1. The Submission Squad (Last Week: Not Ranked) - Icarus led the charge, and Archibald Peck drove the DeLorean, but the fuse was lit by four guys who had every reason in the world to let Chikara die after the way the fans have treated them for nearly five years over one match. If that doesn't scream dedication, I don't know what is.

2. Daniel Bryan (Last Week: 1) - The Seahawks won the Super Bowl because they're a great team who had one of the most dominant defenses in NFL history. They won 43-8, however, because they were playing for Daniel Bryan. FACT.

3. Rodizio-style Beef Rib (Last Week: Not Ranked) OFFICIAL HOLZERMAN HUNGERS SPONSORED ENTRY - Ain't no party like a churrascaria party, and the best cuts of beef are the fattiest ones.
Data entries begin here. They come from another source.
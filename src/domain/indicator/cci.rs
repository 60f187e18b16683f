//! CCI (Commodity Channel Index).
//!
//! tp = (H + L + C) / 3
//! CCI = (tp - SMA(tp, n)) / (0.015 * MD)
//! where MD is the n-bar mean of |tp - SMA(tp, n)|.
//!
//! Needs 2n-1 bars before the first defined value; undefined where MD == 0.

use super::{rolling_mean, IndicatorSeries, IndicatorType};
use crate::domain::ohlcv::OhlcvBar;

const LAMBERT_CONSTANT: f64 = 0.015;

pub fn calculate_cci(bars: &[OhlcvBar], period: usize) -> IndicatorSeries {
    let typical: Vec<f64> = bars.iter().map(OhlcvBar::typical_price).collect();
    let defined: Vec<Option<f64>> = typical.iter().copied().map(Some).collect();
    let mean_tp = rolling_mean(&defined, period);

    let deviation: Vec<Option<f64>> = typical
        .iter()
        .zip(&mean_tp)
        .map(|(tp, mean)| mean.map(|m| (tp - m).abs()))
        .collect();
    let mean_dev = rolling_mean(&deviation, period);

    let values = typical
        .iter()
        .zip(mean_tp.iter().zip(&mean_dev))
        .map(|(tp, (mean, md))| match (mean, md) {
            (Some(m), Some(d)) if *d > 0.0 => Some((tp - m) / (LAMBERT_CONSTANT * d)),
            _ => None,
        })
        .collect();

    IndicatorSeries {
        indicator_type: IndicatorType::Cci(period),
        values,
    }
}

#[cfg(test)]
mod tests {
    use super::*;
    use chrono::NaiveDate;

    fn make_bars(closes: &[f64]) -> Vec<OhlcvBar> {
        closes
            .iter()
            .enumerate()
            .map(|(i, &close)| OhlcvBar {
                symbol: "TEST".into(),
                date: NaiveDate::from_ymd_opt(2024, 1, (i + 1) as u32).unwrap(),
                open: close,
                high: close,
                low: close,
                close,
                volume: 1000,
            })
            .collect()
    }

    #[test]
    fn cci_warmup_is_two_periods() {
        let series = calculate_cci(&make_bars(&[1.0, 3.0, 2.0, 5.0, 4.0]), 2);
        assert_eq!(series.get(0), None);
        assert_eq!(series.get(1), None);
        assert!(series.get(2).is_some());
    }

    #[test]
    fn cci_known_value() {
        // n=2, tp = close: [1, 3, 2]
        // sma: [-, 2, 2.5]; dev: [-, 1, 0.5]; md: [-, -, 0.75]
        // cci[2] = (2 - 2.5) / (0.015 * 0.75)
        let series = calculate_cci(&make_bars(&[1.0, 3.0, 2.0]), 2);
        let expected = -0.5 / (0.015 * 0.75);
        assert!((series.get(2).unwrap() - expected).abs() < 1e-9);
    }

    #[test]
    fn cci_flat_prices_undefined() {
        let series = calculate_cci(&make_bars(&[10.0; 6]), 2);
        assert!(series.values.iter().all(Option::is_none));
    }

    #[test]
    fn cci_uses_typical_price() {
        let mut bars = make_bars(&[1.0, 3.0, 2.0]);
        for b in &mut bars {
            b.high += 3.0;
            b.low -= 3.0;
        }
        // symmetric high/low offsets leave the typical price unchanged
        let base = calculate_cci(&make_bars(&[1.0, 3.0, 2.0]), 2);
        assert_eq!(calculate_cci(&bars, 2).values, base.values);
    }
}
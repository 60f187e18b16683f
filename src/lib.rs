//! signalbench: combine trading signals and backtest them long-only.
//!
//! Hexagonal architecture: domain logic in [`domain`], port traits in [`ports`],
//! concrete implementations in [`adapters`], command orchestration in [`cli`].

pub mod domain;
pub mod ports;
pub mod adapters;
pub mod cli;
//! Technical indicators feeding the signal generators.
//!
//! - `IndicatorType`: indicator identity + parameters
//! - `IndicatorSeries`: values aligned to the bars they were computed from,
//!   `None` where the indicator is undefined (warmup, division by zero)
//! - `MaType`: moving-average flavour used by OTT and TMA

pub mod cci;
pub mod ema;
pub mod ott;
pub mod rsi;
pub mod sma;

use std::fmt;
use std::str::FromStr;

#[derive(Debug, Clone, Copy, PartialEq, Eq, Hash, Default)]
pub enum MaType {
    Sma,
    #[default]
    Ema,
}

impl fmt::Display for MaType {
    fn fmt(&self, f: &mut fmt::Formatter<'_>) -> fmt::Result {
        match self {
            MaType::Sma => f.write_str("SMA"),
            MaType::Ema => f.write_str("EMA"),
        }
    }
}

impl FromStr for MaType {
    type Err = String;

    fn from_str(s: &str) -> Result<Self, Self::Err> {
        match s.trim().to_uppercase().as_str() {
            "SMA" => Ok(MaType::Sma),
            "EMA" => Ok(MaType::Ema),
            other => Err(format!("unknown moving average type '{other}' (expected SMA or EMA)")),
        }
    }
}

#[derive(Debug, Clone, Copy, PartialEq, Eq, Hash)]
pub enum IndicatorType {
    Sma(usize),
    Ema(usize),
    Rsi(usize),
    Cci(usize),
}

#[derive(Debug, Clone, PartialEq)]
pub struct IndicatorSeries {
    pub indicator_type: IndicatorType,
    pub values: Vec<Option<f64>>,
}

impl IndicatorSeries {
    pub fn len(&self) -> usize {
        self.values.len()
    }

    pub fn is_empty(&self) -> bool {
        self.values.is_empty()
    }

    pub fn get(&self, index: usize) -> Option<f64> {
        self.values.get(index).copied().flatten()
    }
}

impl fmt::Display for IndicatorType {
    fn fmt(&self, f: &mut fmt::Formatter<'_>) -> fmt::Result {
        match self {
            IndicatorType::Sma(period) => write!(f, "SMA({})", period),
            IndicatorType::Ema(period) => write!(f, "EMA({})", period),
            IndicatorType::Rsi(period) => write!(f, "RSI({})", period),
            IndicatorType::Cci(period) => write!(f, "CCI({})", period),
        }
    }
}

/// Moving average of closes of the requested flavour.
pub fn moving_average(closes: &[f64], period: usize, ma: MaType) -> IndicatorSeries {
    match ma {
        MaType::Sma => sma::calculate_sma(closes, period),
        MaType::Ema => ema::calculate_ema(closes, period),
    }
}

/// Rolling mean over a window of `period` defined values. A window that
/// contains any undefined value is itself undefined.
pub(crate) fn rolling_mean(values: &[Option<f64>], period: usize) -> Vec<Option<f64>> {
    if period == 0 {
        return vec![None; values.len()];
    }
    (0..values.len())
        .map(|i| {
            if i + 1 < period {
                return None;
            }
            let window = &values[i + 1 - period..=i];
            window
                .iter()
                .copied()
                .sum::<Option<f64>>()
                .map(|sum| sum / period as f64)
        })
        .collect()
}

/// Exponentially weighted mean with smoothing factor `alpha`, seeded by the
/// first value (no bias adjustment).
pub(crate) fn ewm(values: &[f64], alpha: f64) -> Vec<f64> {
    let mut out = Vec::with_capacity(values.len());
    let mut prev: Option<f64> = None;
    for &v in values {
        let next = match prev {
            None => v,
            Some(p) => alpha * v + (1.0 - alpha) * p,
        };
        out.push(next);
        prev = Some(next);
    }
    out
}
I broke my "clean eating" challenge for a day, and when I ate this at Chima, I swear, I saw God.

4. AJ Lee (Last Week: 5) - After seeing Nattie Neidhart drop some transphobic static on Tamina Snuka on WWE's C-D programming this past week, I know why Lee has such contempt for everyone else in her division.

5. Richard Sherman (Last Week: 4) - He got hurt, sure, but he was part of a swarming, ravenous, fictional-piranhas-skeletonizing-a-cow intense unit before his injury.

6. Jennifer Lawrence (Last Week: 9) - She's rumored to have gotten engaged in a secret manner, but that news is a false flag operation to distract her enlistment in the Space Marine Corps to study for her role as Samus Aran in a future Metroid feature length motion picture.

7. Mark Henry (Last Week: 6) - Mark Henry is taking the snowfall in Texas as an opportunity to build an army of snowmen to help him beat back Brock Lesnar and his horde of sentient Jimmy John's sandwiches... no, I've already said too much.

8. Molly Schuyler (Last Week: Not Ranked) - The military mom showed up to Wing Bowl, Philadelphia's ode to gluttony and misogyny, told the planners to shove their sexist parade floats and trappings up their asses, broke the Kobayashi record, and then held said planners up for money when they asked if she'd come back. Bad. Fucking. Ass.

9. Bruno Mars (Last Week: Not Ranked) - I was skeptical of his selection as Super Bowl halftime performer, even though I like his super-ubiquitous "Locked out of Heaven." Then he was lowered onto the stage doing a badass drum solo, and I was won over IMMEDIATELY.

10. Sara del Rey (Last Week: 10) - SARA DEL REY FACT: The fake-Tursas looking guy that Ares has with him now? del Rey took him out with her mind Saturday.